The tastefully done interior design again borrows from the elements of a ship. The dim lights hanging from the ceiling and ropes, shrouds and stays from a ship add to this design.
The menu provides a wide selection of coffee to choose from and although no food is served, there’s a select variety of tea-cakes to choose from.
Situated on a pier that leads into the sea in Azaiba, Fanajeen is an idyllic café that derives its name from the Arabic word ‘fanjaan’ which is a small coffee cup.
The décor of the place borrows heavily from the word with the lights, tables and chairs designed like fanjaans. They also make customised handmade fanjaans which are displayed in the café for visitors to buy. The owner, Adil al Lawati, wanted to create a homegrown café to provide a taste of local Omani culture for visitors. At the same time, it was also a place where Omanis could feel at home.
“When tourists and expatriates come to Fanajeen they take away with them a feel of the Omani culture,” says Lawati.
The best part about his homegrown café, says Lawati is that customers can order for something off the menu. “We love to adjust the menu according to the customers’ wish,” says Lawati adding that this is not always possible in most franchises elsewhere. Visitors swear by the food at Fanajeen, which serves an excellent breakfast spread and boasts of a live fatayer station.
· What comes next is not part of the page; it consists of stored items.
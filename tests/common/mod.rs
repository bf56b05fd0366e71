#![allow(dead_code)]

use std::sync::Arc;
use std::time::Duration;

use hwmux::{AppConfig, Dispatcher, MockBackend};

pub const WAIT: Duration = Duration::from_secs(2);

pub fn sample_config() -> AppConfig {
    AppConfig::from_json(
        r#"
        {
            "http": {
                "host": "localhost:8080",
                "path": "/api/v1",
                "timeout": 5
            },
            "dispatcher": {
                "defaults": {
                    "debounce_ms": 0,
                    "hysteresis": 0.0,
                    "queue_capacity": 4,
                    "call_timeout_ms": 1000,
                    "max_read_len": 4096
                },
                "degrade_after": 3,
                "shutdown_deadline_ms": 500,
                "event_history_capacity": 32
            },
            "gpios": {
                "1": {
                    "name": "LED 1",
                    "chip": "/dev/gpiochip0",
                    "line": 2,
                    "capabilities": [
                        "push-pull"
                    ]
                },
                "2": {
                    "name": "BUTTON 1",
                    "chip": "/dev/gpiochip0",
                    "line": 3,
                    "capabilities": [
                        "floating",
                        "pull-up",
                        "pull-down"
                    ]
                },
                "7": {
                    "name": "SENSOR 1",
                    "chip": "/dev/gpiochip0",
                    "line": 7,
                    "capabilities": [
                        "floating",
                        "pull-up",
                        "pull-down"
                    ],
                    "tuning": {
                        "poll_interval_ms": 10
                    }
                },
                "42": {
                    "name": "General IO 1",
                    "chip": "/dev/gpiochip1",
                    "line": 5,
                    "capabilities": [
                        "push-pull",
                        "open-drain",
                        "open-source",
                        "floating",
                        "pull-up",
                        "pull-down"
                    ],
                    "tuning": {
                        "debounce_ms": 200
                    }
                }
            },
            "serials": {
                "uart0": {
                    "path": "/dev/ttyS0",
                    "baud_rate": 115200
                },
                "remote": {
                    "path": "/dev/ttyUSB0",
                    "baud_rate": 115200,
                    "framing": "controller"
                },
                "telemetry": {
                    "path": "/dev/ttyUSB1",
                    "baud_rate": 115200,
                    "framing": "controller",
                    "tuning": {
                        "poll_interval_ms": 10
                    }
                }
            },
            "pwms": {
                "servo": {
                    "name": "PAN SERVO",
                    "chip": "/sys/class/pwm/pwmchip0",
                    "channel": 0,
                    "frequency_hz": 50,
                    "servo": {
                        "min_angle": 0.0,
                        "max_angle": 180.0,
                        "min_pulse_us": 1000,
                        "max_pulse_us": 2000
                    }
                },
                "fan": {
                    "name": "FAN",
                    "chip": "/sys/class/pwm/pwmchip0",
                    "channel": 1,
                    "frequency_hz": 25000
                }
            }
        }
        "#,
    )
    .expect("valid sample config")
}

pub fn mock_dispatcher() -> (Arc<Dispatcher>, MockBackend) {
    let backend = MockBackend::new();
    let dispatcher = Dispatcher::new(Arc::new(sample_config()), Arc::new(backend.clone()))
        .expect("dispatcher starts");
    (Arc::new(dispatcher), backend)
}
Instagram: fanajeen_oman, Contact: +968 9045 4545
Literally translated as ‘grandmother’s café’ in English, Habboh café located in Amerat is all about recreating the magic of Omani grandmothers’ cooking and their exemplary dishes. A family business run by the Al Wahaibis, Habboh is all about the simple yet delicious snacks and dishes made in Oman.
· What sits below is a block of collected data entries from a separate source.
use log::warn;
use std::sync::Arc;

use actix_web::{HttpRequest, HttpResponse, Responder, guard, http::Method, web};
use actix_ws::{Message, MessageStream, Session};
use serde::Deserialize;

use crate::bus::{Interest, Subscription};
use crate::dispatcher::Dispatcher;
use crate::error::AppError;
use crate::resource::{
    GpioState, Operation, Outcome, PinSettings, PwmSettings, ResourceId, SerialSettings,
};

#[derive(Clone)]
pub struct AppState {
    pub dispatcher: Arc<Dispatcher>,
}

#[derive(Deserialize)]
struct PinSettingsPayload {
    state: GpioState,
}

#[derive(Deserialize)]
struct SerialSettingsPayload {
    baud_rate: u32,
}

#[derive(Deserialize)]
struct PwmSettingsPayload {
    frequency_hz: u32,
    enabled: bool,
}

#[derive(Deserialize, Default)]
struct EventsQuery {
    limit: Option<usize>,
}

#[derive(Deserialize, Default)]
struct ReadQuery {
    max_len: Option<usize>,
}

async fn handle_event_websocket(
    mut session: Session,
    mut client_stream: MessageStream,
    subscription: Subscription,
) {
    loop {
        tokio::select! {
            msg = client_stream.recv() => {
                let Some(msg) = msg else { break; };

                match msg {
                    Ok(Message::Ping(bytes)) => {
                        let _ = session.pong(&bytes).await;
                    }
                    Ok(Message::Close(reason)) => {
                        let _ = session.close(reason).await;
                        break;
                    }
                    Ok(Message::Text(_))
                    | Ok(Message::Binary(_))
                    | Ok(Message::Pong(_))
                    | Ok(Message::Continuation(_))
                    | Ok(Message::Nop) => {}
                    Err(_) => break,
                }
            }
            event = subscription.recv() => {
                let Some(event) = event else { break; };

                if let Ok(text) = serde_json::to_string(&event)
                    && session.text(text).await.is_err()
                {
                    warn!("WebSocket client disconnected");
                    break;
                }
            }
        }
    }
}

fn resource(path: &str, methods: &[Method]) -> actix_web::Resource {
    web::resource(path).route(
        web::route()
            .guard(guard_not_methods(methods))
            .to(method_not_allowed),
    )
}

impl AppState {
    pub fn api_scope(&self, base_path: &str) -> actix_web::Scope {
        web::scope(base_path)
            .service(
                resource("/resources", &[Method::GET]).route(web::get().to(list_resources)),
            )
            .service(resource("/events", &[Method::GET]).route(web::get().to(events_ws_all)))
            .service(resource("/gpio/{pin_id}", &[Method::GET]).route(web::get().to(pin_status)))
            .service(
                resource("/gpio/{pin_id}/value", &[Method::GET, Method::POST])
                    .route(web::get().to(read_pin))
                    .route(web::post().to(write_pin)),
            )
            .service(
                resource("/gpio/{pin_id}/settings", &[Method::POST])
                    .route(web::post().to(configure_pin)),
            )
            .service(
                resource("/gpio/{pin_id}/state", &[Method::GET])
                    .route(web::get().to(pin_state)),
            )
            .service(
                resource("/gpio/{pin_id}/event", &[Method::GET])
                    .route(web::get().to(pin_last_event)),
            )
            .service(
                resource("/gpio/{pin_id}/events", &[Method::GET])
                    .route(web::get().to(pin_events)),
            )
            .service(
                resource("/gpio/{pin_id}/reset", &[Method::POST])
                    .route(web::post().to(pin_reset)),
            )
            .service(
                resource("/serial/{name}/data", &[Method::GET, Method::POST])
                    .route(web::get().to(read_serial))
                    .route(web::post().to(write_serial)),
            )
            .service(
                resource("/serial/{name}/frame", &[Method::GET])
                    .route(web::get().to(read_frame)),
            )
            .service(
                resource("/serial/{name}/settings", &[Method::POST])
                    .route(web::post().to(configure_serial)),
            )
            .service(
                resource("/serial/{name}/state", &[Method::GET])
                    .route(web::get().to(serial_state)),
            )
            .service(
                resource("/serial/{name}/reset", &[Method::POST])
                    .route(web::post().to(serial_reset)),
            )
            .service(resource("/pwm/{name}", &[Method::GET]).route(web::get().to(pwm_status)))
            .service(
                resource("/pwm/{name}/duty", &[Method::GET, Method::POST])
                    .route(web::get().to(read_pwm))
                    .route(web::post().to(write_pwm)),
            )
            .service(
                resource("/pwm/{name}/angle", &[Method::POST])
                    .route(web::post().to(write_servo)),
            )
            .service(
                resource("/pwm/{name}/settings", &[Method::POST])
                    .route(web::post().to(configure_pwm)),
            )
            .service(
                resource("/pwm/{name}/reset", &[Method::POST])
                    .route(web::post().to(pwm_reset)),
            )
    }
}

/// Submits and waits for completion off the async executor.
async fn run(state: &AppState, id: ResourceId, operation: Operation) -> Result<Outcome, AppError> {
    let pending = state.dispatcher.submit(&id, operation)?;
    let timeout = state.dispatcher.config().http.wait_timeout();

    web::block(move || pending.wait(timeout))
        .await
        .map_err(|_| AppError::ShutdownInProgress)?
}

async fn list_resources(state: web::Data<AppState>) -> Result<impl Responder, AppError> {
    Ok(web::Json(state.dispatcher.list_resources()))
}

async fn pin_status(
    req: HttpRequest,
    state: web::Data<AppState>,
) -> Result<impl Responder, AppError> {
    let id = parse_pin_id(&req)?;
    Ok(web::Json(state.dispatcher.status(&id)?))
}

async fn read_pin(req: HttpRequest, state: web::Data<AppState>) -> Result<impl Responder, AppError> {
    let id = parse_pin_id(&req)?;
    let outcome = run(&state, id, Operation::ReadPin).await?;

    Ok(web::Json(outcome))
}

async fn write_pin(
    req: HttpRequest,
    body: web::Bytes,
    state: web::Data<AppState>,
) -> Result<impl Responder, AppError> {
    let id = parse_pin_id(&req)?;
    let value = parse_value_payload(&body)?;
    run(&state, id, Operation::WritePin(value)).await?;

    Ok(HttpResponse::Ok())
}

async fn configure_pin(
    req: HttpRequest,
    body: web::Bytes,
    state: web::Data<AppState>,
) -> Result<impl Responder, AppError> {
    let id = parse_pin_id(&req)?;
    let payload: PinSettingsPayload = parse_json(&body, "settings")?;
    let settings = PinSettings {
        state: payload.state,
    };
    run(&state, id, Operation::ConfigurePin(settings)).await?;

    Ok(web::Json(settings))
}

async fn pin_state(req: HttpRequest, state: web::Data<AppState>) -> Result<impl Responder, AppError> {
    let id = parse_pin_id(&req)?;
    Ok(web::Json(state.dispatcher.current_value(&id)?))
}

async fn pin_last_event(
    req: HttpRequest,
    state: web::Data<AppState>,
) -> Result<impl Responder, AppError> {
    let id = parse_pin_id(&req)?;

    match state.dispatcher.last_event(&id)? {
        Some(event) => Ok(HttpResponse::Ok().json(event)),
        None => Ok(HttpResponse::Ok().finish()),
    }
}

async fn pin_events(
    req: HttpRequest,
    query: web::Query<EventsQuery>,
    state: web::Data<AppState>,
) -> Result<impl Responder, AppError> {
    let id = parse_pin_id(&req)?;
    Ok(web::Json(state.dispatcher.events(&id, query.limit)?))
}

async fn pin_reset(req: HttpRequest, state: web::Data<AppState>) -> Result<impl Responder, AppError> {
    let id = parse_pin_id(&req)?;
    Ok(web::Json(state.dispatcher.reset(&id)?))
}

async fn read_serial(
    req: HttpRequest,
    query: web::Query<ReadQuery>,
    state: web::Data<AppState>,
) -> Result<impl Responder, AppError> {
    let id = parse_serial_name(&req)?;
    let max_len = match query.max_len {
        Some(max_len) => max_len,
        None => state.dispatcher.config().tuning_for(&id)?.max_read_len,
    };
    let outcome = run(&state, id, Operation::ReadSerial { max_len }).await?;

    Ok(web::Json(outcome))
}

async fn write_serial(
    req: HttpRequest,
    body: web::Bytes,
    state: web::Data<AppState>,
) -> Result<impl Responder, AppError> {
    let id = parse_serial_name(&req)?;
    run(&state, id, Operation::WriteSerial(body.to_vec())).await?;

    Ok(HttpResponse::Ok())
}

async fn read_frame(req: HttpRequest, state: web::Data<AppState>) -> Result<impl Responder, AppError> {
    let id = parse_serial_name(&req)?;
    let outcome = run(&state, id, Operation::ReadFrame).await?;

    Ok(web::Json(outcome))
}

async fn configure_serial(
    req: HttpRequest,
    body: web::Bytes,
    state: web::Data<AppState>,
) -> Result<impl Responder, AppError> {
    let id = parse_serial_name(&req)?;
    let payload: SerialSettingsPayload = parse_json(&body, "settings")?;
    let settings = SerialSettings {
        baud_rate: payload.baud_rate,
    };
    run(&state, id, Operation::ConfigureSerial(settings)).await?;

    Ok(web::Json(settings))
}

async fn serial_state(
    req: HttpRequest,
    state: web::Data<AppState>,
) -> Result<impl Responder, AppError> {
    let id = parse_serial_name(&req)?;
    Ok(web::Json(state.dispatcher.current_value(&id)?))
}

async fn serial_reset(
    req: HttpRequest,
    state: web::Data<AppState>,
) -> Result<impl Responder, AppError> {
    let id = parse_serial_name(&req)?;
    Ok(web::Json(state.dispatcher.reset(&id)?))
}

async fn pwm_status(req: HttpRequest, state: web::Data<AppState>) -> Result<impl Responder, AppError> {
    let id = parse_pwm_name(&req)?;
    Ok(web::Json(state.dispatcher.status(&id)?))
}

async fn read_pwm(req: HttpRequest, state: web::Data<AppState>) -> Result<impl Responder, AppError> {
    let id = parse_pwm_name(&req)?;
    let outcome = run(&state, id, Operation::ReadPwm).await?;

    Ok(web::Json(outcome))
}

async fn write_pwm(
    req: HttpRequest,
    body: web::Bytes,
    state: web::Data<AppState>,
) -> Result<impl Responder, AppError> {
    let id = parse_pwm_name(&req)?;
    let duty = parse_number_payload(&body, "Duty cycle")?;
    run(&state, id, Operation::WritePwm { duty }).await?;

    Ok(HttpResponse::Ok())
}

async fn write_servo(
    req: HttpRequest,
    body: web::Bytes,
    state: web::Data<AppState>,
) -> Result<impl Responder, AppError> {
    let id = parse_pwm_name(&req)?;
    let angle = parse_number_payload(&body, "Angle")?;
    run(&state, id, Operation::WriteServo { angle }).await?;

    Ok(HttpResponse::Ok())
}

async fn configure_pwm(
    req: HttpRequest,
    body: web::Bytes,
    state: web::Data<AppState>,
) -> Result<impl Responder, AppError> {
    let id = parse_pwm_name(&req)?;
    let payload: PwmSettingsPayload = parse_json(&body, "settings")?;
    let settings = PwmSettings {
        frequency_hz: payload.frequency_hz,
        enabled: payload.enabled,
    };
    run(&state, id, Operation::ConfigurePwm(settings)).await?;

    Ok(web::Json(settings))
}

async fn pwm_reset(req: HttpRequest, state: web::Data<AppState>) -> Result<impl Responder, AppError> {
    let id = parse_pwm_name(&req)?;
    Ok(web::Json(state.dispatcher.reset(&id)?))
}

async fn events_ws_all(
    req: HttpRequest,
    stream: web::Payload,
    state: web::Data<AppState>,
) -> Result<HttpResponse, AppError> {
    let subscription = state.dispatcher.subscribe(Interest::All)?;
    let (response, session, client_stream) = actix_ws::handle(&req, stream)
        .map_err(|e| AppError::InvalidState(format!("Websocket error: {e}")))?;

    actix_web::rt::spawn(async move {
        handle_event_websocket(session, client_stream, subscription).await;
    });

    Ok(response)
}

fn parse_value_payload(body: &[u8]) -> Result<u8, AppError> {
    if body.is_empty() {
        return Err(AppError::InvalidValue("Empty value payload".into()));
    }

    match std::str::from_utf8(body) {
        Ok(text) => text
            .trim()
            .parse::<u8>()
            .map_err(|_| AppError::InvalidValue("Value must be an integer".into())),
        _ => Err(AppError::InvalidValue(
            "Value payload must be valid UTF-8".into(),
        )),
    }
}

fn parse_number_payload(body: &[u8], what: &str) -> Result<f64, AppError> {
    if body.is_empty() {
        return Err(AppError::InvalidValue(format!("Empty {what} payload")));
    }

    std::str::from_utf8(body)
        .ok()
        .and_then(|text| text.trim().parse::<f64>().ok())
        .filter(|value| value.is_finite())
        .ok_or_else(|| AppError::InvalidValue(format!("{what} must be a number")))
}

fn parse_json<T: for<'de> Deserialize<'de>>(body: &[u8], what: &str) -> Result<T, AppError> {
    if body.is_empty() {
        return Err(AppError::InvalidValue(format!("Empty {what} payload")));
    }

    serde_json::from_slice(body)
        .map_err(|e| AppError::InvalidValue(format!("Invalid {what} payload: {e}")))
}

fn parse_pin_id(req: &HttpRequest) -> Result<ResourceId, AppError> {
    let pin_id = req
        .match_info()
        .get("pin_id")
        .ok_or_else(|| AppError::InvalidValue("Missing pin id".into()))?;
    let pin_id = pin_id
        .parse::<u32>()
        .map_err(|_| AppError::InvalidValue("Invalid pin id".into()))?;

    Ok(ResourceId::Pin(pin_id))
}

fn parse_serial_name(req: &HttpRequest) -> Result<ResourceId, AppError> {
    let name = req
        .match_info()
        .get("name")
        .ok_or_else(|| AppError::InvalidValue("Missing serial name".into()))?;

    Ok(ResourceId::Serial(name.to_string()))
}

fn parse_pwm_name(req: &HttpRequest) -> Result<ResourceId, AppError> {
    let name = req
        .match_info()
        .get("name")
        .ok_or_else(|| AppError::InvalidValue("Missing pwm name".into()))?;

    Ok(ResourceId::Pwm(name.to_string()))
}

async fn method_not_allowed() -> HttpResponse {
    HttpResponse::MethodNotAllowed().finish()
}

fn guard_not_methods(methods: &[Method]) -> impl guard::Guard + use<> {
    let allowed: Vec<Method> = methods.to_vec();
    guard::fn_guard(move |ctx| !allowed.iter().any(|m| m == ctx.head().method))
}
Aida al Wahaibi points out that the idea to set up the café came along when most women in the family realised that they like to cook and were often appreciated for their culinary skills. “We grew up eating these dishes served at the café,” says Aida about the time the family decided to open a café which would let one visit an Omani grandmother’s kitchen every now and then.
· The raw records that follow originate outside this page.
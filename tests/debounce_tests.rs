use std::sync::Arc;
use std::time::{Duration, Instant};

use hwmux::bus::EventBus;
use hwmux::debounce::StateCache;
use hwmux::{EventKind, Interest, ResourceId, Value};

fn cache_for(id: &ResourceId) -> (Arc<StateCache>, Arc<EventBus>) {
    let bus = Arc::new(EventBus::new([id.clone()], 16));
    (Arc::new(StateCache::new(bus.clone())), bus)
}

fn published(bus: &EventBus, id: &ResourceId) -> Vec<Value> {
    bus.history(id, None)
        .into_iter()
        .filter_map(|e| match e.kind {
            EventKind::Changed { value } => Some(value),
            _ => None,
        })
        .collect()
}

#[test]
fn bouncing_input_publishes_once_after_settling() {
    let id = ResourceId::Pin(2);
    let (cache, bus) = cache_for(&id);
    let window = Duration::from_millis(10);
    let t0 = Instant::now();

    for (ms, level) in [0u8, 1, 0, 1, 1, 1].into_iter().enumerate() {
        let at = t0 + Duration::from_millis(ms as u64);
        assert!(
            cache
                .observe(&id, Value::Digital(level), window, 0.0, at)
                .is_none()
        );
    }

    // Last raw change was at 3ms.
    assert!(cache.settle_due(t0 + Duration::from_millis(12)).is_empty());
    let settled = cache.settle_due(t0 + Duration::from_millis(20));
    assert_eq!(settled.len(), 1);
    assert!(cache.settle_due(t0 + Duration::from_millis(40)).is_empty());

    assert_eq!(published(&bus, &id), vec![Value::Digital(1)]);
    let snapshot = cache.snapshot(&id).expect("observed");
    assert_eq!(snapshot.value, Some(Value::Digital(1)));
    assert!(!snapshot.settling);
}

#[test]
fn repeated_samples_do_not_extend_the_window() {
    let id = ResourceId::Pin(2);
    let (cache, _bus) = cache_for(&id);
    let window = Duration::from_millis(10);
    let t0 = Instant::now();

    cache.observe(&id, Value::Digital(1), window, 0.0, t0);
    cache.observe(&id, Value::Digital(1), window, 0.0, t0 + Duration::from_millis(8));

    assert_eq!(cache.next_deadline(), Some(t0 + window));
    let settled = cache.observe(
        &id,
        Value::Digital(1),
        window,
        0.0,
        t0 + Duration::from_millis(11),
    );
    assert!(settled.is_some());
    assert_eq!(cache.next_deadline(), None);
}

#[test]
fn hysteresis_suppresses_small_changes() {
    let id = ResourceId::Serial("adc".into());
    let (cache, bus) = cache_for(&id);
    let t0 = Instant::now();

    for (ms, sample) in [10.0, 11.0, 10.0, 15.0].into_iter().enumerate() {
        let at = t0 + Duration::from_millis(ms as u64);
        cache.observe(&id, Value::Analog(sample), Duration::ZERO, 2.0, at);
    }

    assert_eq!(
        published(&bus, &id),
        vec![Value::Analog(10.0), Value::Analog(15.0)]
    );
    let snapshot = cache.snapshot(&id).expect("observed");
    assert_eq!(snapshot.value, Some(Value::Analog(15.0)));
    assert_eq!(snapshot.raw, Some(Value::Analog(15.0)));
}

#[test]
fn hysteresis_compares_channels_by_largest_change() {
    let id = ResourceId::Serial("remote".into());
    let (cache, bus) = cache_for(&id);
    let t0 = Instant::now();

    let frames = [
        vec![1500, 1500, 1500],
        vec![1503, 1499, 1500],
        vec![1500, 1500, 1520],
    ];
    for (ms, channels) in frames.into_iter().enumerate() {
        let at = t0 + Duration::from_millis(ms as u64);
        cache.observe(&id, Value::Channels(channels), Duration::ZERO, 5.0, at);
    }

    assert_eq!(
        published(&bus, &id),
        vec![
            Value::Channels(vec![1500, 1500, 1500]),
            Value::Channels(vec![1500, 1500, 1520]),
        ]
    );
}

#[test]
fn digital_changes_ignore_hysteresis() {
    let id = ResourceId::Pin(1);
    let (cache, bus) = cache_for(&id);
    let t0 = Instant::now();

    cache.observe(&id, Value::Digital(0), Duration::ZERO, 5.0, t0);
    cache.observe(&id, Value::Digital(1), Duration::ZERO, 5.0, t0);

    assert_eq!(
        published(&bus, &id),
        vec![Value::Digital(0), Value::Digital(1)]
    );
}

#[test]
fn payloads_are_not_cached() {
    let id = ResourceId::Serial("uart0".into());
    let (cache, bus) = cache_for(&id);

    let event = cache.observe(
        &id,
        Value::Bytes(b"abc".to_vec()),
        Duration::ZERO,
        0.0,
        Instant::now(),
    );
    assert!(event.is_none());
    assert!(cache.snapshot(&id).is_none());
    assert!(bus.history(&id, None).is_empty());
}

#[test]
fn timer_thread_publishes_due_samples() {
    let id = ResourceId::Pin(2);
    let (cache, bus) = cache_for(&id);
    let events = bus.subscribe(Interest::one(id.clone()));
    let mut timer = cache.start_timer().expect("timer thread");

    cache.observe(
        &id,
        Value::Digital(1),
        Duration::from_millis(30),
        0.0,
        Instant::now(),
    );
    assert!(cache.snapshot(&id).expect("observed").settling);

    let event = events.recv_timeout(Duration::from_secs(2)).expect("settled");
    assert_eq!(
        event.kind,
        EventKind::Changed {
            value: Value::Digital(1)
        }
    );
    timer.stop();
}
The interior of this quaint café reflects a very cosy space with mortars and pestles on tables, pastel
coloured furniture and wall paintings. “It’s about the nostalgia of the old houses, the colourful doors and windows that you will find in the small villages of Oman and of course the essence of going back to one’s grandmother’s house while eating all these typical dishes,” says Aida. The menu consists of traditional items such as Mardhoof (Omani flatbread made of date syrup), vermicelli noodles, stewed chickpeas, omlettes, and a range of spiced teas. “It’s a café where one can come and feel at home,” says Aida.